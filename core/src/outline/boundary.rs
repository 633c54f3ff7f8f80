//! Extraction of the exterior edges of a group of tiles.

use std::collections::{ BTreeSet, HashSet };

use crate::error::{ Error, Result };
use crate::geo::Schema;
use crate::grid::{ Side, Tile };

use super::vertex::{ Edge, Precision };

/// The exterior edges of a group of tiles, in no particular order.
pub type BoundaryEdges = BTreeSet<Edge>;

/// Collect the edges of the given tiles that face a tile outside of
/// the group. Duplicate tiles are ignored.
///
/// Fails with `Error::InvalidArgument` for a tile on the border of the
/// coordinate range, whose neighbours cannot be addressed.
///
/// The end points of the edges are rounded to the given precision so
/// that the corners shared by adjacent tiles coincide.
pub fn boundary_edges<I>(tiles: I, schema: &Schema, precision: Precision)
    -> Result<BoundaryEdges>
where I: IntoIterator<Item=Tile> {
    let members = tiles.into_iter().collect::<HashSet<_>>();
    let mut edges = BTreeSet::new();
    for tile in &members {
        let origin = tile.to_point(schema);
        for side in Side::all() {
            let neighbour = tile.neighbour(side).ok_or_else(|| Error::InvalidArgument(
                format!("tile {} has no neighbour to the {:?}", tile, side)))?;
            if members.contains(&neighbour) {
                continue
            }
            let (p, q) = schema.edge(origin, side.index())?;
            let edge = Edge::new(precision.round(p), precision.round(q))
                .ok_or_else(|| Error::InvalidArgument(format!(
                    "precision 1e-{} is too coarse for radius {}",
                    precision.digits(), schema.radius())))?;
            edges.insert(edge);
        }
    }
    Ok(edges)
}
//! Map tiles addressed in a skewed, axial coordinate system.
pub mod side;

pub use self::side::*;

use serde::{ Deserialize, Serialize };

use std::cmp::{ max, min };
use std::fmt;

use crate::error::Result;
use crate::geo::{ Point, Schema };

/// The coordinates of a hexagonal map tile.
///
/// The basis is not orthogonal: `u` points to the right (like `x`)
/// while `v` points up and to the right at an angle of 60 degrees.
/// This is the flavour of [Axial Coordinates] used by the map data,
/// with the second axis mirrored.
///
/// [Axial Coordinates]: https://www.redblobgames.com/grids/hexagons/#coordinates-axial
#[derive(PartialEq, Eq, Hash, Clone, Copy, Debug, PartialOrd, Ord)]
#[derive(Serialize, Deserialize)]
pub struct Tile {
    pub u: i32,
    pub v: i32
}

impl Tile {
    pub fn new(u: i32, v: i32) -> Tile {
        Tile { u, v }
    }

    /// The adjacent tile across the given side, or `None` if it lies
    /// outside of the coordinate range.
    pub fn neighbour(&self, side: Side) -> Option<Tile> {
        let (du, dv) = side.offset();
        Some(Tile::new(self.u.checked_add(du)?, self.v.checked_add(dv)?))
    }

    /// Iterate over the adjacent tiles together with the side
    /// they are adjacent across.
    pub fn neighbours(&self) -> impl Iterator<Item=(Side, Tile)> + '_ {
        Side::all().filter_map(move |s| self.neighbour(s).map(|n| (s, n)))
    }

    /// The number of steps between two tiles.
    pub fn distance(&self, other: Tile) -> u64 {
        let du = self.u as i64 - other.u as i64;
        let dv = self.v as i64 - other.v as i64;
        (du.abs() + dv.abs() + (du + dv).abs()) as u64 / 2
    }

    /// The tiles within the given distance, including `self`.
    /// Tiles outside of the coordinate range are skipped.
    pub fn range(&self, r: u16) -> impl Iterator<Item=Tile> + Clone {
        let center = *self;
        let n = r as i32;
        (-n ..= n).flat_map(move |du| {
            let dv_start = max(-n, -du - n);
            let dv_end   = min( n, -du + n);
            (dv_start ..= dv_end).filter_map(move |dv| {
                Some(Tile::new(center.u.checked_add(du)?, center.v.checked_add(dv)?))
            })
        })
    }

    /// The number of tiles within the given distance.
    pub fn num_in_range(r: u16) -> usize {
        3 * (r as usize) * (r as usize + 1) + 1
    }

    /// The cartesian position of the tile's center.
    pub fn to_point(&self, schema: &Schema) -> Point {
        let (width, height) = schema.size();
        let x = width * (self.u as f64 + self.v as f64 * 0.5);
        let y = self.v as f64 * height * 0.75;
        Point::new(x, y)
    }
}

impl fmt::Display for Tile {
    fn fmt(&self, f: &mut fmt::Formatter) -> fmt::Result {
        write!(f, "({},{})", self.u, self.v)
    }
}

impl From<(i32, i32)> for Tile {
    fn from((u, v): (i32, i32)) -> Tile {
        Tile::new(u, v)
    }
}

/// The cartesian position of the center of a tile for hexagons
/// of the given radius.
pub fn tile_to_point(tile: Tile, radius: f64) -> Result<Point> {
    Schema::new(radius).map(|s| tile.to_point(&s))
}

#[cfg(test)]
mod tests {
    use super::*;
    use quickcheck::*;
    use std::collections::HashSet;

    impl Arbitrary for Tile {
        fn arbitrary<G: Gen>(g: &mut G) -> Tile {
            Tile::new(i16::arbitrary(g) as i32, i16::arbitrary(g) as i32)
        }
    }

    impl Arbitrary for Side {
        fn arbitrary<G: Gen>(g: &mut G) -> Side {
            ALL_SIDES[usize::arbitrary(g) % 6]
        }
    }

    const EPS: f64 = 1e-12;

    fn close(p: Point, x: f64, y: f64) -> bool {
        (p.x - x).abs() < EPS && (p.y - y).abs() < EPS
    }

    #[test]
    fn test_tile_to_point() {
        let s3 = f64::sqrt(3.);
        assert_eq!(tile_to_point(Tile::new(0, 0), 1.).unwrap(), Point::new(0., 0.));
        assert!(close(tile_to_point(Tile::new(1, 0), 1.).unwrap(), s3, 0.));
        assert!(close(tile_to_point(Tile::new(0, 1), 1.).unwrap(), s3 / 2., 1.5));
        assert!(close(tile_to_point(Tile::new(1, 1), 1.).unwrap(), s3 * 1.5, 1.5));
        assert!(tile_to_point(Tile::new(0, 0), 0.).is_err());
    }

    #[test]
    fn test_neighbours_at_center_distance() {
        let schema = Schema::new(3.).unwrap();
        let t = Tile::new(2, -1);
        let c = t.to_point(&schema);
        for (_, n) in t.neighbours() {
            let d = nalgebra::distance(&c, &n.to_point(&schema));
            assert!((d - schema.width()).abs() < 1e-9);
        }
    }

    #[test]
    fn test_range() {
        for r in 0..5 {
            let tiles = Tile::new(3, 7).range(r).collect::<HashSet<_>>();
            assert_eq!(tiles.len(), Tile::num_in_range(r));
            assert!(tiles.iter().all(|t| t.distance(Tile::new(3, 7)) <= r as u64));
        }
    }

    #[test]
    fn test_coordinate_range_limits() {
        let t = Tile::new(i32::MAX, i32::MIN);
        assert_eq!(t.neighbour(Side::Right), None);
        assert_eq!(t.neighbour(Side::LowerLeft), None);
        assert_eq!(t.neighbour(Side::Left), Some(Tile::new(i32::MAX - 1, i32::MIN)));
        assert_eq!(t.neighbours().count(), 3);
        assert_eq!(t.range(1).count(), 4);
        assert_eq!(Tile::new(i32::MIN, 0).distance(Tile::new(i32::MAX, 0)), u32::MAX as u64);
    }

    #[test]
    fn prop_neighbour_opposite_identity() {
        fn prop(t: Tile, s: Side) -> bool {
            t.neighbour(s).and_then(|n| n.neighbour(s.opposite())) == Some(t)
        }
        quickcheck(prop as fn(_,_) -> _);
    }

    #[test]
    fn prop_neighbour_distance() {
        fn prop(t: Tile, s: Side) -> bool {
            t.neighbour(s).map(|n| t.distance(n)) == Some(1)
        }
        quickcheck(prop as fn(_,_) -> _);
    }
}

### Directions for this task
Retype all of the data exactly. Leave nothing out.

### Written answer
filename core/src/outline/boundary.rs
repository 633c54f3ff7f8f80
//! Extraction of the exterior edges of a group of tiles.

use std::collections::{ BTreeSet, HashSet };

use crate::error::{ Error, Result };
use crate::geo::Schema;
use crate::grid::{ Side, Tile };

use super::vertex::{ Edge, Precision };

/// The exterior edges of a group of tiles, in no particular order.
pub type BoundaryEdges = BTreeSet<Edge>;

/// Collect the edges of the given tiles that face a tile outside of
/// the group. Duplicate tiles are ignored.
///
/// Fails with `Error::InvalidArgument` for a tile on the border of the
/// coordinate range, whose neighbours cannot be addressed.
///
/// The end points of the edges are rounded to the given precision so
/// that the corners shared by adjacent tiles coincide.
pub fn boundary_edges<I>(tiles: I, schema: &Schema, precision: Precision)
    -> Result<BoundaryEdges>
where I: IntoIterator<Item=Tile> {
    let members = tiles.into_iter().collect::<HashSet<_>>();
    let mut edges = BTreeSet::new();
    for tile in &members {
        let origin = tile.to_point(schema);
        for side in Side::all() {
            let neighbour = tile.neighbour(side).ok_or_else(|| Error::InvalidArgument(
                format!("tile {} has no neighbour to the {:?}", tile, side)))?;
            if members.contains(&neighbour) {
                continue
            }
            let (p, q) = schema.edge(origin, side.index())?;
            let edge = Edge::new(precision.round(p), precision.round(q))
                .ok_or_else(|| Error::InvalidArgument(format!(
                    "precision 1e-{} is too coarse for radius {}",
                    precision.digits(), schema.radius())))?;
            edges.insert(edge);
        }
    }
    Ok(edges)
}
//! Map tiles addressed in a skewed, axial coordinate system.
pub mod side;

pub use self::side::*;

use serde::{ Deserialize, Serialize };

use std::cmp::{ max, min };
use std::fmt;

use crate::error::Result;
use crate::geo::{ Point, Schema };

/// The coordinates of a hexagonal map tile.
///
/// The basis is not orthogonal: `u` points to the right (like `x`)
/// while `v` points up and to the right at an angle of 60 degrees.
/// This is the flavour of [Axial Coordinates] used by the map data,
/// with the second axis mirrored.
///
/// [Axial Coordinates]: https://www.redblobgames.com/grids/hexagons/#coordinates-axial
#[derive(PartialEq, Eq, Hash, Clone, Copy, Debug, PartialOrd, Ord)]
#[derive(Serialize, Deserialize)]
pub struct Tile {
    pub u: i32,
    pub v: i32
}

impl Tile {
    pub fn new(u: i32, v: i32) -> Tile {
        Tile { u, v }
    }

    /// The adjacent tile across the given side, or `None` if it lies
    /// outside of the coordinate range.
    pub fn neighbour(&self, side: Side) -> Option<Tile> {
        let (du, dv) = side.offset();
        Some(Tile::new(self.u.checked_add(du)?, self.v.checked_add(dv)?))
    }

    /// Iterate over the adjacent tiles together with the side
    /// they are adjacent across.
    pub fn neighbours(&self) -> impl Iterator<Item=(Side, Tile)> + '_ {
        Side::all().filter_map(move |s| self.neighbour(s).map(|n| (s, n)))
    }

    /// The number of steps between two tiles.
    pub fn distance(&self, other: Tile) -> u64 {
        let du = self.u as i64 - other.u as i64;
        let dv = self.v as i64 - other.v as i64;
        (du.abs() + dv.abs() + (du + dv).abs()) as u64 / 2
    }

    /// The tiles within the given distance, including `self`.
    /// Tiles outside of the coordinate range are skipped.
    pub fn range(&self, r: u16) -> impl Iterator<Item=Tile> + Clone {
        let center = *self;
        let n = r as i32;
        (-n ..= n).flat_map(move |du| {
            let dv_start = max(-n, -du - n);
            let dv_end   = min( n, -du + n);
            (dv_start ..= dv_end).filter_map(move |dv| {
                Some(Tile::new(center.u.checked_add(du)?, center.v.checked_add(dv)?))
            })
        })
    }

    /// The number of tiles within the given distance.
    pub fn num_in_range(r: u16) -> usize {
        3 * (r as usize) * (r as usize + 1) + 1
    }

    /// The cartesian position of the tile's center.
    pub fn to_point(&self, schema: &Schema) -> Point {
        let (width, height) = schema.size();
        let x = width * (self.u as f64 + self.v as f64 * 0.5);
        let y = self.v as f64 * height * 0.75;
        Point::new(x, y)
    }
}

impl fmt::Display for Tile {
    fn fmt(&self, f: &mut fmt::Formatter) -> fmt::Result {
        write!(f, "({},{})", self.u, self.v)
    }
}

impl From<(i32, i32)> for Tile {
    fn from((u, v): (i32, i32)) -> Tile {
        Tile::new(u, v)
    }
}

/// The cartesian position of the center of a tile for hexagons
/// of the given radius.
pub fn tile_to_point(tile: Tile, radius: f64) -> Result<Point> {
    Schema::new(radius).map(|s| tile.to_point(&s))
}

#[cfg(test)]
mod tests {
    use super::*;
    use quickcheck::*;
    use std::collections::HashSet;

    impl Arbitrary for Tile {
        fn arbitrary<G: Gen>(g: &mut G) -> Tile {
            Tile::new(i16::arbitrary(g) as i32, i16::arbitrary(g) as i32)
        }
    }

    impl Arbitrary for Side {
        fn arbitrary<G: Gen>(g: &mut G) -> Side {
            ALL_SIDES[usize::arbitrary(g) % 6]
        }
    }

    const EPS: f64 = 1e-12;

    fn close(p: Point, x: f64, y: f64) -> bool {
        (p.x - x).abs() < EPS && (p.y - y).abs() < EPS
    }

    #[test]
    fn test_tile_to_point() {
        let s3 = f64::sqrt(3.);
        assert_eq!(tile_to_point(Tile::new(0, 0), 1.).unwrap(), Point::new(0., 0.));
        assert!(close(tile_to_point(Tile::new(1, 0), 1.).unwrap(), s3, 0.));
        assert!(close(tile_to_point(Tile::new(0, 1), 1.).unwrap(), s3 / 2., 1.5));
        assert!(close(tile_to_point(Tile::new(1, 1), 1.).unwrap(), s3 * 1.5, 1.5));
        assert!(tile_to_point(Tile::new(0, 0), 0.).is_err());
    }

    #[test]
    fn test_neighbours_at_center_distance() {
        let schema = Schema::new(3.).unwrap();
        let t = Tile::new(2, -1);
        let c = t.to_point(&schema);
        for (_, n) in t.neighbours() {
            let d = nalgebra::distance(&c, &n.to_point(&schema));
            assert!((d - schema.width()).abs() < 1e-9);
        }
    }

    #[test]
    fn test_range() {
        for r in 0..5 {
            let tiles = Tile::new(3, 7).range(r).collect::<HashSet<_>>();
            assert_eq!(tiles.len(), Tile::num_in_range(r));
            assert!(tiles.iter().all(|t| t.distance(Tile::new(3, 7)) <= r as u64));
        }
    }

    #[test]
    fn test_coordinate_range_limits() {
        let t = Tile::new(i32::MAX, i32::MIN);
        assert_eq!(t.neighbour(Side::Right), None);
        assert_eq!(t.neighbour(Side::LowerLeft), None);
        assert_eq!(t.neighbour(Side::Left), Some(Tile::new(i32::MAX - 1, i32::MIN)));
        assert_eq!(t.neighbours().count(), 3);
        assert_eq!(t.range(1).count(), 4);
        assert_eq!(Tile::new(i32::MIN, 0).distance(Tile::new(i32::MAX, 0)), u32::MAX as u64);
    }

    #[test]
    fn prop_neighbour_opposite_identity() {
        fn prop(t: Tile, s: Side) -> bool {
            t.neighbour(s).and_then(|n| n.neighbour(s.opposite())) == Some(t)
        }
        quickcheck(prop as fn(_,_) -> _);
    }

    #[test]
    fn prop_neighbour_distance() {
        fn prop(t: Tile, s: Side) -> bool {
            t.neighbour(s).map(|n| t.distance(n)) == Some(1)
        }
        quickcheck(prop as fn(_,_) -> _);
    }
}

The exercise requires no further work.